Apple Kills the Best MacBook Pro in the World - miles
http://www.forbes.com/sites/ewanspence/2016/10/27/apple-kills-best-macbook-pro/#58f2206b39bf
======
mancerayder
I like all the bad press. I hope it impacts sales; that is the point, after
all. We vote with our wallets, and since the new Mac Pros don't have what I
wanted, it's in my interest to support as many 'counter votes' as possible. I
was told by Apple implicitly, and by some defenders on places like HN
explicitly, that my needs are irrelevant and an edge condition (card reader,
magsafe, even [ and they almost never had these ] ethernet ports paint me as a
Luddite). It doesn't help that they're not exactly being sold for bargain
prices.

If the sales go down, then Apple's strategy will be revised internally.

If the sales go up, then Apple's strategy will be viewed as a success.

------
timbo1642
It's time for Tim Cook to go along with the people responsible for the Mac
computers and iPhones.

Apple thinks they are helping by cutting out ports and pushing technology
forward, but all they are doing is pissing people off. My iPhone 7 is a joke.
I can't charge and talk at the same time or swipe credit cards anymore.

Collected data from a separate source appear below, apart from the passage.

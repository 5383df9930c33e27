use std::{net::SocketAddr, path::PathBuf, time::Duration};

// -------------------------------------------------------------------------------------------------
// ---- LogLevel -----------------------------------------------------------------------------------

#[derive(clap::ValueEnum, Clone, Copy, Debug, PartialEq, Eq)]
pub enum LogLevel {
    Trace,
    Debug,
    Info,
    Warn,
    Error,
}

impl LogLevel {
    pub fn as_str(self) -> &'static str {
        match self {
            LogLevel::Trace => "trace",
            LogLevel::Debug => "debug",
            LogLevel::Info => "info",
            LogLevel::Warn => "warn",
            LogLevel::Error => "error",
        }
    }
}

// -------------------------------------------------------------------------------------------------
// ---- Mode ---------------------------------------------------------------------------------------

#[derive(Clone, Debug)]
pub enum Mode {
    Gateway(GatewayConfig),
    Client(ClientConfig),
}

#[derive(Clone, Debug)]
pub struct GatewayConfig {
    pub target_addr: SocketAddr,
    pub link_addr: SocketAddr,
    pub tls_cert: PathBuf,
    pub tls_key: PathBuf,
    /// Present means enforcement is on.
    pub allowlist_file: Option<PathBuf>,
    pub capacity: usize,
    pub pair_timeout: Duration,
    pub handshake_timeout: Duration,
}

#[derive(Clone, Debug)]
pub struct ClientConfig {
    pub link_addr: String,
    pub target_addr: String,
    pub server_name: String,
    pub ca_file: Option<PathBuf>,
    pub insecure: bool,
    pub handshake_timeout: Duration,
}

// -------------------------------------------------------------------------------------------------
// -------------------------------------------------------------------------------------------------
pub mod broker;
pub mod link;
pub mod session;
pub mod signal;

pub use broker::{Admission, DEFAULT_CAPACITY, Gateway, GatewaySettings};
pub use link::{LinkAcceptor, LinkRegistry, LinkSettings, LinkStream, PendingLink};
pub use session::SessionEnd;
pub use signal::{SignalChannel, SignalSender};

// Gateway side of the tunnel: target accept loop, control signaling, dial-back pairing.
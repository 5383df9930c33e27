use std::collections::HashMap;
use std::io;
use std::net::SocketAddr;
use std::sync::Arc;
use std::time::Duration;

use parking_lot::Mutex;
use tokio::net::{TcpListener, TcpStream};
use tokio::sync::oneshot;
use tokio::time::timeout;
use tokio_rustls::TlsAcceptor;
use tracing::{debug, error, info, warn};

use crate::errors::{GatewayError, PairError};
use crate::net::Shutdown;
use crate::protocol::{SessionToken, read_token_line};

// -----------------------------------------------------------------------------
// ----- Types -----------------------------------------------------------------

pub type LinkStream = tokio_rustls::server::TlsStream<TcpStream>;

/// `None` once the acceptor has stopped; nothing can be paired after that.
type Waiting = Arc<Mutex<Option<HashMap<SessionToken, oneshot::Sender<LinkStream>>>>>;

#[derive(Clone, Debug)]
pub struct LinkSettings {
    pub handshake_timeout: Duration,
    pub accept_backoff: Duration,
}

impl Default for LinkSettings {
    fn default() -> Self {
        Self {
            handshake_timeout: Duration::from_secs(10),
            accept_backoff: Duration::from_secs(1),
        }
    }
}

// -----------------------------------------------------------------------------
// ----- LinkAcceptor ----------------------------------------------------------

pub struct LinkAcceptor;

impl LinkAcceptor {
    /// Take the first connection that completes a TLS handshake as the
    /// control channel.
    pub async fn accept_control(
        listener: &TcpListener,
        tls: &TlsAcceptor,
        settings: &LinkSettings,
        shutdown: &mut Shutdown,
    ) -> Result<LinkStream, GatewayError> {
        loop {
            let accepted = tokio::select! {
                biased;
                _ = shutdown.triggered() => return Err(GatewayError::Shutdown),
                res = listener.accept() => res,
            };

            let (stream, peer) = match accepted {
                Ok(v) => v,
                Err(e) => {
                    error!("unable to accept control connection: {e}");
                    if shutdown.sleep(settings.accept_backoff).await {
                        return Err(GatewayError::Shutdown);
                    }
                    continue;
                }
            };

            let _ = stream.set_nodelay(true);

            match handshake(stream, tls, settings.handshake_timeout).await {
                Ok(control) => {
                    info!("control channel established from: [{peer}]");
                    return Ok(control);
                }
                Err(e) => error!("tls handshake failed for control connection [{peer}]: {e}"),
            }
        }
    }

    /// Own `listener` from now on and pair each dial-back with the session
    /// whose token it echoes.
    pub fn spawn(
        listener: TcpListener,
        tls: TlsAcceptor,
        settings: LinkSettings,
        shutdown: Shutdown,
    ) -> LinkRegistry {
        let waiting: Waiting = Arc::new(Mutex::new(Some(HashMap::new())));

        tokio::spawn(accept_loop(
            listener,
            tls,
            settings,
            waiting.clone(),
            shutdown,
        ));

        LinkRegistry { waiting }
    }
}

// -----------------------------------------------------------------------------
// ----- LinkRegistry ----------------------------------------------------------

#[derive(Clone, Debug)]
pub struct LinkRegistry {
    waiting: Waiting,
}

impl LinkRegistry {
    /// Register interest in the dial-back for `token`. Do this before the
    /// signal goes out, or a quick relay can beat the registration.
    pub fn register(&self, token: SessionToken) -> PendingLink {
        let (tx, rx) = oneshot::channel();

        if let Some(map) = self.waiting.lock().as_mut() {
            map.insert(token, tx);
        }

        PendingLink {
            token,
            rx,
            waiting: self.waiting.clone(),
        }
    }
}

// -----------------------------------------------------------------------------
// ----- PendingLink -----------------------------------------------------------

#[derive(Debug)]
pub struct PendingLink {
    token: SessionToken,
    rx: oneshot::Receiver<LinkStream>,
    waiting: Waiting,
}

impl PendingLink {
    pub async fn wait(mut self, limit: Duration) -> Result<LinkStream, PairError> {
        match timeout(limit, &mut self.rx).await {
            Ok(Ok(link)) => Ok(link),
            Ok(Err(_)) => Err(PairError::AcceptorGone),
            Err(_) => Err(PairError::Timeout(limit)),
        }
    }
}

impl Drop for PendingLink {
    fn drop(&mut self) {
        if let Some(map) = self.waiting.lock().as_mut() {
            map.remove(&self.token);
        }
    }
}

// -----------------------------------------------------------------------------
// ----- Internal: Accept loop -------------------------------------------------

async fn accept_loop(
    listener: TcpListener,
    tls: TlsAcceptor,
    settings: LinkSettings,
    waiting: Waiting,
    mut shutdown: Shutdown,
) {
    let local = listener
        .local_addr()
        .map(|a| a.to_string())
        .unwrap_or_else(|_| "?".into());

    loop {
        let accepted = tokio::select! {
            biased;
            _ = shutdown.triggered() => break,
            res = listener.accept() => res,
        };

        let (stream, peer) = match accepted {
            Ok(v) => v,
            Err(e) => {
                error!("unable to accept connections from link address: [{local}] {e}");
                if shutdown.sleep(settings.accept_backoff).await {
                    break;
                }
                continue;
            }
        };

        let _ = stream.set_nodelay(true);

        let tls = tls.clone();
        let waiting = waiting.clone();
        let limit = settings.handshake_timeout;

        tokio::spawn(async move {
            deliver(stream, peer, &tls, limit, &waiting).await;
        });
    }

    // Dropping every sender wakes the sessions still waiting.
    waiting.lock().take();
    debug!("link acceptor on [{local}] stopped");
}

async fn deliver(
    stream: TcpStream,
    peer: SocketAddr,
    tls: &TlsAcceptor,
    limit: Duration,
    waiting: &Waiting,
) {
    let mut link = match handshake(stream, tls, limit).await {
        Ok(link) => link,
        Err(e) => {
            error!("tls handshake failed for dial-back [{peer}]: {e}");
            return;
        }
    };

    let token = match timeout(limit, read_token_line(&mut link)).await {
        Ok(Ok(token)) => token,
        Ok(Err(e)) => {
            warn!("dial-back [{peer}] sent no valid session token: {e}");
            return;
        }
        Err(_) => {
            warn!("dial-back [{peer}] sent no session token within {limit:?}");
            return;
        }
    };

    let session = waiting.lock().as_mut().and_then(|map| map.remove(&token));

    match session {
        Some(tx) => {
            if tx.send(link).is_err() {
                warn!("session {token} stopped waiting before its dial-back [{peer}] arrived");
            }
        }
        None => warn!("dial-back [{peer}] carries unknown session token {token}; dropping"),
    }
}

/// Explicit handshake with a deadline. A peer that does not speak TLS fails here.
async fn handshake(stream: TcpStream, tls: &TlsAcceptor, limit: Duration) -> io::Result<LinkStream> {
    match timeout(limit, tls.accept(stream)).await {
        Ok(res) => res,
        Err(_) => Err(io::Error::new(
            io::ErrorKind::TimedOut,
            format!("no handshake within {limit:?}"),
        )),
    }
}

// -----------------------------------------------------------------------------
// ----- Tests -----------------------------------------------------------------

#[cfg(test)]
mod tests {
    use super::*;

    fn registry() -> LinkRegistry {
        LinkRegistry {
            waiting: Arc::new(Mutex::new(Some(HashMap::new()))),
        }
    }

    fn waiting(links: &LinkRegistry) -> usize {
        links.waiting.lock().as_ref().map_or(0, HashMap::len)
    }

    #[tokio::test]
    async fn abandoned_wait_leaves_no_entry() {
        let links = registry();
        let pending = links.register(SessionToken::generate());
        assert_eq!(waiting(&links), 1);

        let err = pending.wait(Duration::from_millis(10)).await.unwrap_err();
        assert!(matches!(err, PairError::Timeout(_)));
        assert_eq!(waiting(&links), 0);
    }

    #[tokio::test]
    async fn stopped_acceptor_fails_waiters() {
        let links = registry();
        let pending = links.register(SessionToken::generate());

        links.waiting.lock().take();

        let err = pending.wait(Duration::from_secs(5)).await.unwrap_err();
        assert!(matches!(err, PairError::AcceptorGone));

        let late = links.register(SessionToken::generate());
        let err = late.wait(Duration::from_secs(5)).await.unwrap_err();
        assert!(matches!(err, PairError::AcceptorGone));
    }
}

// -----------------------------------------------------------------------------
// -----------------------------------------------------------------------------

Their whole pro line is a joke. My friend bought a $4000 Mac Pro with 256GB of
storage, that's a joke. It also has old hardware and its priced about $1000
more than it should be. Apple could still make a healthy profit at $3000 for
the same machine since its even overpriced at $3000. How is this a pro
machine?

Now with the macbook pro. Pros want ports. They are the ones that use them.
Some pros even want more than 16GB of RAM which I feel is standard for non
pros. I really hope things change because this is ridiculous.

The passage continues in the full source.